Polymorphism can determine how well a CYP450 enzyme metabolizes a drug—or whether it metabolizes it at all. Depending on the genetic makeup of the CYP450 enzyme system a person has inherited, the metabolic activity of a particular CYP450 enzyme can be categorized as poor, intermediate, extensive, or ultra-rapid. Correspondingly, some people are considered normal metabolizers of drugs, others are intermediate metabolizers, still others are poor metabolizers (experiencing no clinical effect from the drug), and some are ultra-rapid metabolizers (experiencing toxic drug effects).

Polymorphism and Drug Interactions

CYP450-enzyme polymorphism is crucial not just in terms of how it affects drug performance but in how drugs affect the enzymes.
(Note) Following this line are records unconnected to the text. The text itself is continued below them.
use bumpalo::Bump;
use clap::Parser;
use miette::Result;
use minnow_core::evaluator::eval;
use minnow_core::parser;
use minnow_core::values::{Env, Environment};
use reedline::{
    DefaultPrompt, DefaultPromptSegment, EditCommand, Emacs, KeyCode, KeyModifiers, Reedline,
    ReedlineEvent, Signal, default_emacs_keybindings,
};
use std::io::BufRead;
use std::io::BufReader;

/// Minnow - a small dynamically-typed scripting language
#[derive(Parser, Debug)]
#[command(name = "minnow")]
#[command(about = "Evaluate Minnow programs", long_about = None)]
struct Args {
    /// Print the parsed program before evaluating (for debugging)
    #[arg(long)]
    debug_parse: bool,

    /// Program to evaluate (if not provided, reads from stdin)
    program: Option<String>,
}

fn setup_reedline() -> (Reedline, DefaultPrompt) {
    let mut keybindings = default_emacs_keybindings();
    keybindings.add_binding(
        KeyModifiers::ALT,
        KeyCode::Enter,
        ReedlineEvent::Edit(vec![EditCommand::InsertNewline]),
    );
    let edit_mode = Box::new(Emacs::new(keybindings));

    let line_editor = Reedline::create().with_edit_mode(edit_mode);
    let prompt = DefaultPrompt::new(
        DefaultPromptSegment::Basic(">>".to_string()),
        DefaultPromptSegment::Empty,
    );

    (line_editor, prompt)
}

/// Run one line through the pipeline against the session environment.
///
/// Parse diagnostics print one per line, tab-indented; otherwise the
/// evaluated value's inspection string prints, runtime errors included.
fn interpret_line<'arena>(
    arena: &'arena Bump,
    env: &Env<'arena>,
    input: &str,
    debug_parse: bool,
) {
    // Copy the line into the session arena: its AST has to outlive the
    // line, since closures defined here may be called much later.
    let source = &*arena.alloc_str(input);

    let program = match parser::parse(arena, source) {
        Ok(program) => program,
        Err(diagnostics) => {
            for diagnostic in diagnostics {
                println!("\t{}", diagnostic);
            }
            return;
        }
    };

    if debug_parse {
        println!("=== Parsed program ===");
        println!("{}", program);
        println!();
    }

    println!("{}", eval(&program, env));
}

fn main() -> Result<()> {
    let args = Args::parse();

    // One arena and one root environment for the whole session.
    let arena = Bump::new();
    let env = Environment::new();

    // Direct program argument
    if let Some(program) = args.program {
        interpret_line(&arena, &env, &program, args.debug_parse);
        return Ok(());
    }

    let is_interactive = atty::is(atty::Stream::Stdin);

    if is_interactive {
        // Interactive REPL mode
        let (mut line_editor, prompt) = setup_reedline();

        println!("Minnow REPL - type statements to evaluate (Ctrl+D or Ctrl+C to exit)");

        loop {
            let sig = match line_editor.read_line(&prompt) {
                Ok(s) => s,
                Err(e) => {
                    eprintln!("Reedline error: {e}");
                    return Ok(());
                }
            };

            match sig {
                Signal::Success(buffer) => {
                    interpret_line(&arena, &env, buffer.as_ref(), args.debug_parse);
                }
                Signal::CtrlD | Signal::CtrlC => {
                    println!("\nGoodbye!");
                    return Ok(());
                }
            }
        }
    } else {
        // Pipe/stdin mode
        let stdin = std::io::stdin();
        let reader = BufReader::new(stdin.lock());

        for line in reader.lines() {
            let line = match line {
                Ok(l) => l,
                Err(e) => {
                    eprintln!("Error reading line from stdin: {}", e);
                    return Ok(());
                }
            };
            interpret_line(&arena, &env, &line, args.debug_parse);
        }

        Ok(())
    }
}
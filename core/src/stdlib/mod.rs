//! The built-in function table.
//!
//! Built-ins are host functions registered once in a process-wide,
//! read-only table. The table is sorted by name and searched with binary
//! search; the evaluator consults it when an identifier is not found in
//! the environment chain.

mod array;
mod io;


use crate::values::{Builtin, Value};

/// Name-sorted registry. Keep entries in lexicographic order; `lookup`
/// relies on it.
static BUILTINS: &[Builtin] = &[
    Builtin {
        name: "first",
        apply: array::first,
    },
    Builtin {
        name: "last",
        apply: array::last,
    },
    Builtin {
        name: "len",
        apply: array::len,
    },
    Builtin {
        name: "push",
        apply: array::push,
    },
    Builtin {
        name: "puts",
        apply: io::puts,
    },
    Builtin {
        name: "rest",
        apply: array::rest,
    },
];

/// Resolve a built-in function by name.
pub fn lookup<'a>(name: &str) -> Option<Value<'a>> {
    BUILTINS
        .binary_search_by_key(&name, |builtin| builtin.name)
        .ok()
        .map(|index| Value::Builtin(BUILTINS[index]))
}

/// The arity-violation diagnostic shared by every built-in.
pub(crate) fn wrong_argument_count<'a>(expected: usize, got: usize) -> Value<'a> {
    Value::Error(format!(
        "Incorrect number of arguments detected! Only needed {} but instead received {}!",
        expected, got
    ))
}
A particular drug may inhibit or induce (enhance) the metabolic activity of a certain CYP450 enzyme; if that enzyme is involved in metabolizing a second drug the patient takes, the second drug may not work. In other words, one drug's effect on CYP450 enzymes may disrupt another drug's metabolism. When enzymatic activity is inhibited, a drug's concentration may rise to toxic levels, and more numerous and more serious adverse effects may occur. Conversely, when enzymatic activity is induced, drug concentration may decrease, severely limiting drug efficacy.